There are two issues in the insulation saga and the media — which has no excuse — and the Opposition, which can at least claim it’s playing politics, is conflating the two in the hope Peter Garrett can be finished off.

The central problem of the insulation program was that it had two separate and often contradictory goals: improving household energy efficiency and propping up employment among low-skilled workers in the face of a looming and massive economic slowdown.  Worse, it involved an industry that lacked the capacity to roll out a program of that size.

Garrett’s department was aware of that problem, if not before consultants Minter Ellison mentioned it as one of several possible risks in its quick-and-dirty risk assessment analysis, then after.  “Industry’s capacity to produce and deliver sufficient quality materials and installations may be inadequate,” the risk analysis called it.

Keep the concept of industry capacity in mind, because this is not a problem that will disappear once the stimulus package programs end, or  Garrett resigns, or even if Tony Abbott becomes Prime Minister.  Even without the extraordinary — and justified — rush to get the program out and keep people employed, this is a problem that will recur every time governments intervene in Australian industry to artificially encourage energy efficiency, renewable technology or carbon sequestration technology.

Because of years of doing nothing, we’re suddenly trying to make big cuts in carbon emissions with industries that aren’t much above boutique level.  They have to do the heavy lifting that we’ve refused to do for a decade — and quickly.

So while huge cash handouts don’t appear to have the problems of the command-and-control approach of direct regulation, and they can’t be portrayed in a scare campaign as a “great big tax” like an emission trading scheme can, they come with their own problems.  In particular, the cash lures shonks and spivs by the truckload.

And as we’re seeing now, even the ardent deregulationists of the Coalition want the heavy hand of Government controlling the insulation industry.

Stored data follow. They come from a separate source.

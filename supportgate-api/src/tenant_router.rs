//! Tenant Router middleware (C4, §4.4).
//!
//! State machine per request: `Start -> RateChecked -> Identified|Anonymous
//! -> HandlerDone -> ContextCleared`. The "context" is stored as a request
//! `Extension`, which axum drops with the request on every exit path
//! (normal return, error, or panic unwound by the service layer) — that
//! drop is what discharges the "always clear the context" requirement, with
//! no separate teardown step to forget.

use std::sync::Arc;

use axum::body::{to_bytes, Body};
use axum::extract::{Request, State};
use axum::http::{HeaderMap, HeaderValue};
use axum::middleware::Next;
use axum::response::{IntoResponse, Response};
use uuid::Uuid;

use supportgate_core::model::Provider;
use supportgate_core::tenant::hash_api_key;

use crate::error::ApiError;
use crate::state::AppState;

const RESERVED_SUBDOMAINS: [&str; 5] = ["api", "www", "staging", "production", "admin"];
const WEBHOOK_BODY_LIMIT: usize = 2 * 1024 * 1024;

/// Bound into a request extension once C4 identifies a tenant (§4.4 step 3).
#[derive(Debug, Clone, Copy)]
pub struct TenantContext {
    pub tenant_id: Uuid,
}

fn is_public_path(path: &str) -> bool {
    path == "/health"
        || path.starts_with("/health/")
        || path == "/metrics"
        || path == "/docs"
        || path.starts_with("/docs/")
        || path == "/openapi.json"
        || path.starts_with("/api/admin/")
}

fn is_webhook_path(path: &str) -> Option<Provider> {
    if path == "/api/gorgias/webhook" {
        return Some(Provider::Gorgias);
    }
    path.strip_prefix("/api/webhooks/").and_then(|rest| match rest {
        "gorgias" => Some(Provider::Gorgias),
        "zendesk" => Some(Provider::Zendesk),
        "salesforce" => Some(Provider::Salesforce),
        "helpshift" => Some(Provider::Helpshift),
        "intercom" => Some(Provider::Intercom),
        "freshdesk" => Some(Provider::Freshdesk),
        _ => None,
    })
}

/// Inbound correlation id, honoring `X-Correlation-ID` then `X-Request-ID`
/// (§4.13, §6). `None` when the caller sent neither.
fn inbound_correlation_id(headers: &HeaderMap) -> Option<HeaderValue> {
    headers
        .get("x-correlation-id")
        .or_else(|| headers.get("x-request-id"))
        .cloned()
}

fn client_ip(headers: &HeaderMap) -> String {
    headers
        .get("x-forwarded-for")
        .and_then(|v| v.to_str().ok())
        .and_then(|v| v.split(',').next())
        .map(|s| s.trim().to_string())
        .unwrap_or_else(|| "unknown".to_string())
}

/// Subdomain identification (§4.4 step 2, bullet 1).
fn subdomain_slug(headers: &HeaderMap) -> Option<String> {
    let host = headers.get("host")?.to_str().ok()?;
    let host = host.split(':').next().unwrap_or(host);
    if host == "localhost" || host.parse::<std::net::IpAddr>().is_ok() {
        return None;
    }
    let labels: Vec<&str> = host.split('.').collect();
    if labels.len() < 3 {
        return None;
    }
    let first = labels[0].to_lowercase();
    if RESERVED_SUBDOMAINS.contains(&first.as_str()) {
        return None;
    }
    Some(first)
}

/// Provider-specific identifier field per §4.4 step 2, bullet 3.
fn webhook_identifier_field(provider: Provider) -> (&'static str, &'static [&'static str]) {
    match provider {
        Provider::Gorgias => ("gorgias_domain", &["account", "domain"]),
        Provider::Zendesk => ("zendesk_subdomain", &["account", "subdomain"]),
        Provider::Salesforce => ("salesforce_org_id", &["organizationId"]),
        Provider::Helpshift => ("helpshift_app_id", &["app_id"]),
        Provider::Intercom => ("intercom_workspace_id", &["data", "workspace_id"]),
        Provider::Freshdesk => ("freshdesk_domain", &["domain"]),
    }
}

fn dig(value: &serde_json::Value, path: &[&str]) -> Option<String> {
    let mut current = value;
    for segment in path {
        current = current.get(segment)?;
    }
    current.as_str().map(|s| s.to_string())
}

/// Consume the request body, returning it reconstructed so downstream
/// handlers can read it again (§4.4 step 2: "re-attach the body").
async fn buffer_body(req: Request) -> Result<(Request, bytes::Bytes), ApiError> {
    let (parts, body) = req.into_parts();
    let bytes = to_bytes(body, WEBHOOK_BODY_LIMIT)
        .await
        .map_err(|e| ApiError::Validation(format!("could not read request body: {e}")))?;
    let rebuilt = Request::from_parts(parts, Body::from(bytes.clone()));
    Ok((rebuilt, bytes))
}

async fn identify_webhook_tenant(
    state: &AppState,
    provider: Provider,
    headers: &HeaderMap,
    body: &[u8],
    full_url: &str,
) -> Result<Uuid, ApiError> {
    let payload: serde_json::Value =
        serde_json::from_slice(body).map_err(|e| ApiError::Validation(format!("invalid webhook payload: {e}")))?;
    let (key, path) = webhook_identifier_field(provider);
    let value = dig(&payload, path).ok_or_else(|| ApiError::Unauthorized("missing tenant identifier in payload".into()))?;

    let tenant = state
        .tenant_registry
        .find_by_webhook_identifier(key, &value)
        .await
        .map_err(|_| ApiError::Unauthorized("no tenant matches this webhook identifier".into()))?;

    let config = supportgate_core::tenant::decrypt_crm_config(&tenant, &state.encryptor)
        .map_err(|_| ApiError::Internal("failed to decrypt tenant configuration".into()))?;

    let signature = headers
        .get(provider.signature_header())
        .and_then(|v| v.to_str().ok())
        .unwrap_or("");

    supportgate_core::webhook_verify::verify(provider, &config.webhook_secret, signature, body, full_url)?;

    Ok(tenant.id)
}

async fn identify_tenant(
    state: &AppState,
    headers: &HeaderMap,
    path: &str,
    req: Request,
) -> Result<(Request, Option<Uuid>), ApiError> {
    if let Some(slug) = subdomain_slug(headers) {
        if let Ok(tenant) = state.tenant_registry.get_by_slug(&slug).await {
            return Ok((req, Some(tenant.id)));
        }
    }

    if let Some(api_key) = headers.get("x-api-key").and_then(|v| v.to_str().ok()) {
        let hash = hash_api_key(api_key);
        if let Ok(tenant) = state.tenant_registry.get_by_api_key_hash(&hash).await {
            return Ok((req, Some(tenant.id)));
        }
    }

    if let Some(provider) = is_webhook_path(path) {
        let full_url = path.to_string();
        let (req, body) = buffer_body(req).await?;
        let headers = req.headers().clone();
        let tenant_id = identify_webhook_tenant(state, provider, &headers, &body, &full_url).await?;
        return Ok((req, Some(tenant_id)));
    }

    Ok((req, None))
}

/// Attach the rate-limit and correlation-id headers common to every
/// response this middleware produces (§4.13: echoed correlation id, and
/// rate-limit headers on every authenticated response).
fn finish(mut response: Response, correlation_id: Option<HeaderValue>, remaining: Option<(usize, usize, usize, usize)>) -> Response {
    if let Some(id) = correlation_id {
        response.headers_mut().insert("x-correlation-id", id);
    }
    if let Some((minute_limit, minute_remaining, hour_limit, hour_remaining)) = remaining {
        let headers = response.headers_mut();
        headers.insert("x-ratelimit-limit-minute", HeaderValue::from(minute_limit as u64));
        headers.insert("x-ratelimit-remaining-minute", HeaderValue::from(minute_remaining as u64));
        headers.insert("x-ratelimit-limit-hour", HeaderValue::from(hour_limit as u64));
        headers.insert("x-ratelimit-remaining-hour", HeaderValue::from(hour_remaining as u64));
    }
    response
}

/// C4's request-scoped middleware (§4.4).
pub async fn tenant_router_middleware(State(state): State<Arc<AppState>>, req: Request, next: Next) -> Response {
    let path = req.uri().path().to_string();
    let correlation_id = inbound_correlation_id(req.headers());

    if is_public_path(&path) {
        let response = next.run(req).await;
        return finish(response, correlation_id, None);
    }

    let ip = client_ip(req.headers());
    let (allowed, retry_after) = state.rate_limiter.allow(&ip);
    if !allowed {
        let response = ApiError::RateLimited {
            retry_after_secs: retry_after.map(|d| d.as_secs()).unwrap_or(60),
        }
        .into_response();
        return finish(response, correlation_id, None);
    }
    let (minute_remaining, hour_remaining) = state.rate_limiter.remaining(&ip);
    let remaining = Some((
        state.rate_limiter.minute_limit(),
        minute_remaining,
        state.rate_limiter.hour_limit(),
        hour_remaining,
    ));

    let headers = req.headers().clone();
    let (mut req, tenant_id) = match identify_tenant(&state, &headers, &path, req).await {
        Ok(result) => result,
        Err(err) => return finish(err.into_response(), correlation_id, remaining),
    };

    if let Some(tenant_id) = tenant_id {
        req.extensions_mut().insert(TenantContext { tenant_id });
    }

    let response = next.run(req).await;
    finish(response, correlation_id, remaining)
}

#[cfg(test)]
mod tests {
    use super::*;

    #[test]
    fn test_public_paths_bypass() {
        assert!(is_public_path("/health"));
        assert!(is_public_path("/health/ready"));
        assert!(is_public_path("/metrics"));
        assert!(is_public_path("/api/admin/tenants"));
        assert!(!is_public_path("/api/tickets"));
    }

    #[test]
    fn test_webhook_path_maps_provider() {
        assert_eq!(is_webhook_path("/api/gorgias/webhook"), Some(Provider::Gorgias));
        assert_eq!(is_webhook_path("/api/webhooks/zendesk"), Some(Provider::Zendesk));
        assert_eq!(is_webhook_path("/api/tickets"), None);
    }

    #[test]
    fn test_inbound_correlation_id_prefers_correlation_over_request_id() {
        let mut headers = HeaderMap::new();
        headers.insert("x-correlation-id", "corr-1".parse().unwrap());
        headers.insert("x-request-id", "req-1".parse().unwrap());
        assert_eq!(inbound_correlation_id(&headers).unwrap(), "corr-1");

        let mut headers = HeaderMap::new();
        headers.insert("x-request-id", "req-1".parse().unwrap());
        assert_eq!(inbound_correlation_id(&headers).unwrap(), "req-1");

        assert!(inbound_correlation_id(&HeaderMap::new()).is_none());
    }

    #[test]
    fn test_subdomain_rejects_reserved_and_bare_host() {
        let mut headers = HeaderMap::new();
        headers.insert("host", "api.example.com".parse().unwrap());
        assert_eq!(subdomain_slug(&headers), None, "reserved first label");

        let mut headers = HeaderMap::new();
        headers.insert("host", "quiltco.example.com".parse().unwrap());
        assert_eq!(subdomain_slug(&headers), Some("quiltco".to_string()));

        let mut headers = HeaderMap::new();
        headers.insert("host", "localhost".parse().unwrap());
        assert_eq!(subdomain_slug(&headers), None);

        let mut headers = HeaderMap::new();
        headers.insert("host", "quiltco.example.com:8080".parse().unwrap());
        assert_eq!(subdomain_slug(&headers), Some("quiltco".to_string()));
    }

    #[test]
    fn test_dig_nested_field() {
        let value = serde_json::json!({"account": {"domain": "quiltco"}});
        assert_eq!(dig(&value, &["account", "domain"]), Some("quiltco".to_string()));
        assert_eq!(dig(&value, &["account", "missing"]), None);
    }
}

It’s a particularly vivid demonstration of exactly why a market-based mechanism for reducing carbon emissions is more efficient than other mechanisms.

That’s a policy problem, one the Department of the Environment has been grappling unsuccessfully with for a year.  And even if they had delayed the roll-out of the program by three months — which would have contributed directly to higher unemployment — the intrinsic problem of lack of capacity in industry would have remained, with its attendant consequences.

The problem was reinforced by the department’s own lack of expertise in service delivery.  The Commonwealth does deliver services on a large scale, but the expertise is in selected areas, and primarily in agencies rather than departments (think Customs, Medicare, Centrelink, federal courts, the AFP).  Senior Government figures have been concerned for a time that the Government’s heavy investment in new service delivery programs would be tripped up through lack of expertise and corporate memory at the bureaucratic level.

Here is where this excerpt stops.